Caching dependencies in CircleCI for Node.js and Python projects can dramatically speed up your builds by avoiding redundant downloads.
Here’s a typical Node.js build with caching:
jobs:
build:
docker:
- image: cimg/node:18.17.0
steps:
- checkout
- restore_cache:
keys:
- node-deps-{{ checksum "package-lock.json" }}
- node-deps-
- run: npm install
- save_cache:
key: node-deps-{{ checksum "package-lock.json" }}
paths:
- node_modules/
And here’s a Python equivalent:
jobs:
build:
docker:
- image: cimg/python:3.11.4
steps:
- checkout
- restore_cache:
keys:
- python-deps-{{ checksum "poetry.lock" }}
- python-deps-
- run: |
python -m pip install --user pipenv
pipenv install --deploy --system
- save_cache:
key: python-deps-{{ checksum "poetry.lock" }}
paths:
- ~/.cache/pip # For pip
- ~/.local/share/virtualenvs # For pipenv
The core idea is to store your downloaded dependencies on CircleCI’s infrastructure. When a new build starts, CircleCI first tries to restore_cache using a set of keys. The most specific key is usually based on a checksum of your dependency manifest file (like package-lock.json or poetry.lock). If a matching cache is found, it’s downloaded and placed in the specified paths. This bypasses the npm install or pipenv install step entirely. If no cache is found, the installation command runs as usual. Finally, after a successful installation, save_cache is used to upload the newly installed dependencies for future builds, keyed by the same checksum. The fallback keys (node-deps- and python-deps-) ensure that even if the dependency manifest changes in a way that doesn’t alter the checksum (a rare but possible scenario), you still have a chance to restore a general cache.
The keys are evaluated in order. The first one that matches a previously saved cache wins. The {{ checksum "..." }} syntax is crucial; it generates a unique cache key whenever your dependency file changes.

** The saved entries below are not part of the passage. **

//! Kinematics and per-axis configuration.

#[inline]
fn sqrt(x: f64) -> f64 {
    #[cfg(not(feature = "std"))]
    {
        libm::sqrt(x)
    }
    #[cfg(feature = "std")]
    {
        x.sqrt()
    }
}

/// Fixed axis count: X, Y, Z, A, B, C.
pub const AXES: usize = 6;

/// Identifiers for the six canonical axes.
#[derive(Debug, Copy, Clone, PartialEq, Eq, Hash)]
#[cfg_attr(feature = "serde-support", derive(serde::Serialize, serde::Deserialize))]
pub enum Axis {
    X = 0,
    Y = 1,
    Z = 2,
    A = 3,
    B = 4,
    C = 5,
}

impl Axis {
    pub const ALL: [Axis; AXES] = [Axis::X, Axis::Y, Axis::Z, Axis::A, Axis::B, Axis::C];

    pub fn index(self) -> usize {
        self as usize
    }

    pub fn is_rotary(self) -> bool {
        matches!(self, Axis::A | Axis::B | Axis::C)
    }
}

/// Per-axis operating mode, used by target computation (`set_model_target`)
/// to decide how a rotary axis's commanded value is interpreted. Linear
/// axes (X/Y/Z) are always `Standard`.
///
/// Slave-axis (XY/XZ/YZ) modes from the source's commented-out `_calc_ABC`
/// are intentionally omitted here (Open Question #1: omitted pending
/// stakeholder confirmation).
#[derive(Debug, Copy, Clone, PartialEq, Eq)]
#[cfg_attr(feature = "serde-support", derive(serde::Serialize, serde::Deserialize))]
pub enum AxisMode {
    /// Axis ignored entirely; commanded values have no effect.
    Disabled,
    /// Standard direct mapping (mm for linear axes, degrees for rotary).
    Standard,
    /// Same conversion as `Standard` but the axis is not driven (present in
    /// reports, absent from step generation).
    Inhibited,
    /// Rotary axis driven in linear units converted to degrees via a
    /// configured radius: `degrees = mm * 360 / (2*pi*radius)`.
    Radius,
}

/// Per-axis configuration owned by the canonical machine, referenced here
/// because kinematics' target computation needs the mode and radius.
#[derive(Debug, Copy, Clone, PartialEq)]
#[cfg_attr(feature = "serde-support", derive(serde::Serialize, serde::Deserialize))]
pub struct AxisConfig {
    pub mode: AxisMode,
    /// Radius in mm, used only when `mode == AxisMode::Radius`.
    pub radius: f32,
    pub soft_limit_min: f32,
    pub soft_limit_max: f32,
    pub max_velocity: f32,
    pub max_feedrate: f32,
    pub max_jerk: f32,
}

/// Sentinel disabling a soft-limit end for an axis.
pub const DISABLE_SOFT_LIMIT: f32 = -2.0e6;

impl Default for AxisConfig {
    fn default() -> Self {
        Self {
            mode: AxisMode::Standard,
            radius: 1.0,
            soft_limit_min: DISABLE_SOFT_LIMIT,
            soft_limit_max: DISABLE_SOFT_LIMIT,
            max_velocity: 0.0,
            max_feedrate: 0.0,
            max_jerk: 0.0,
        }
    }
}

impl AxisConfig {
    /// Converts a commanded linear distance (mm) into the axis's native
    /// target units, applying radius-mode conversion per the rotary-axis
    /// target computation rule: `degrees = mm * 360 / (2*pi*radius)`.
    pub fn convert_target(&self, mm: f32) -> f32 {
        match self.mode {
            AxisMode::Radius => mm * 360.0 / (2.0 * core::f32::consts::PI * self.radius),
            _ => mm,
        }
    }

    pub fn cached_jerk_terms(&self) -> (f32, f32) {
        let j = self.max_jerk.max(f32::MIN_POSITIVE);
        let inv_j = 1.0 / j;
        #[cfg(feature = "std")]
        let cbrt_j = j.cbrt();
        #[cfg(not(feature = "std"))]
        let cbrt_j = libm::cbrtf(j);
        (inv_j, cbrt_j)
    }
}

/// A trait for kinematic models that translate a Cartesian/rotary target
/// into per-motor step positions.
pub trait Kinematics {
    /// The number of motors in this kinematic model.
    const MOTORS: usize;

    /// Calculate motor positions (in steps) for a given target, expressed
    /// in the AXES-element canonical target vector (mm for X/Y/Z, degrees
    /// or radius-converted degrees for A/B/C).
    fn target_to_motor_positions(&self, target: [f32; AXES]) -> [f64; 8];

    /// Euclidean distance between two targets in motor space, used by the
    /// planner to compute move length.
    fn motor_move_distance(&self, from: [f32; AXES], to: [f32; AXES]) -> f64 {
        let start = self.target_to_motor_positions(from);
        let end = self.target_to_motor_positions(to);
        let mut dist_sq = 0.0;
        for i in 0..Self::MOTORS {
            let delta = end[i] - start[i];
            dist_sq += delta * delta;
        }
        sqrt(dist_sq)
    }
}

/// Direct Cartesian kinematics: every axis maps 1:1 to its own motor. This
/// is the kinematic model a CNC mill, plotter, or gantry-frame 3D printer
/// uses; this motion core has no CoreXY-style motor coupling.
#[derive(Debug, Clone, Copy)]
pub struct CartesianKinematics {
    pub steps_per_unit: [f64; AXES],
}

impl Default for CartesianKinematics {
    fn default() -> Self {
        Self {
            steps_per_unit: [1.0; AXES],
        }
    }
}

impl Kinematics for CartesianKinematics {
    const MOTORS: usize = AXES;

    fn target_to_motor_positions(&self, target: [f32; AXES]) -> [f64; 8] {
        let mut out = [0.0; 8];
        for i in 0..AXES {
            out[i] = target[i] as f64 * self.steps_per_unit[i];
        }
        out
    }
}

#[cfg(test)]
mod tests {
    use super::*;

    #[test]
    fn radius_mode_converts_mm_to_degrees() {
        let mut cfg = AxisConfig::default();
        cfg.mode = AxisMode::Radius;
        cfg.radius = 5.0;
        let degrees = cfg.convert_target(31.4159);
        assert!((degrees - 360.0).abs() < 0.01);
    }

    #[test]
    fn standard_mode_is_passthrough() {
        let cfg = AxisConfig::default();
        assert_eq!(cfg.convert_target(12.5), 12.5);
    }

    #[test]
    fn cartesian_kinematics_is_identity_scaled() {
        let mut k = CartesianKinematics::default();
        k.steps_per_unit[0] = 80.0;
        let from = [0.0; AXES];
        let mut to = [0.0; AXES];
        to[0] = 10.0;
        let dist = k.motor_move_distance(from, to);
        assert!((dist - 800.0).abs() < 1e-6);
    }
}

This ensures that you only use cached dependencies when they are guaranteed to be compatible with your project’s exact requirements. For Python, ~/.cache/pip is the default location for pip’s cache, and ~/.local/share/virtualenvs is where pipenv stores its virtual environments when installed with --system.

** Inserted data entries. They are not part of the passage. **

//! Chat domain model shared by the UI and the streaming client
//!
//! Holds the persisted message and session types, the segmenter that
//! splits a finished assistant message into renderable blocks, and the
//! registry-driven parser for inline `@command` tokens.

pub mod commands;
pub mod message;
pub mod segmenter;

pub use commands::{CommandPosition, CommandRegistry};
pub use message::{ChatSession, Message, MessageSender};
pub use segmenter::{segment_message, MessageSegment, SegmentKind};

When using pip with a requirements.txt file, the setup looks slightly different:
jobs:
build:
docker:
- image: cimg/python:3.11.4
steps:
- checkout
- restore_cache:
keys:
- python-pip-{{ checksum "requirements.txt" }}
- python-pip-
- run: |
python -m pip install --user pip
pip install -r requirements.txt
- save_cache:
key: python-pip-{{ checksum "requirements.txt" }}
paths:
- ~/.cache/pip
Here, the cache key is tied to requirements.txt, and the paths point to ~/.cache/pip, which is where pip stores downloaded wheels and source distributions. This prevents re-downloading packages every time, even if the requirements.txt file itself hasn’t changed. The --user flag for pip install is often used to install packages into the user’s home directory, avoiding permission issues within Docker containers.
The real magic of restore_cache and save_cache lies in their subtle interaction with the paths. CircleCI doesn’t just dump files; it creates a compressed archive of the specified paths and uploads/downloads it. This means that if your node_modules directory contains unrelated files or has been modified in ways not tracked by package-lock.json (which is unlikely but theoretically possible), the cache might still be restored. However, the primary mechanism for cache invalidation is the key itself. If the key doesn’t match, the cache is ignored.
One common pitfall is not including all necessary directories in the paths for save_cache. For example, if your Python project uses Poetry and you only cache ~/.cache/pip, but your poetry.lock file also implies specific versions of tools installed globally or in a virtual environment managed by Poetry, those might not be restored. You might need to add ~/.local or the virtual environment directory itself if it’s not automatically managed by the cache key. Similarly, for Node.js, if you have global npm packages or other build artifacts outside node_modules that are critical, they must be explicitly included.
The most surprising true thing about CircleCI caching is that it’s not just about speed; it’s a fundamental mechanism for ensuring build reproducibility. When a cache is restored, you’re getting the exact same set of dependencies that were used in a previous successful build. This can help catch subtle environmental differences that might otherwise go unnoticed.
The next concept you’ll likely grapple with is optimizing cache invalidation. You might find yourself with stale caches that are slowing down builds or causing unexpected failures, leading you to explore more advanced cache key strategies or manual cache management.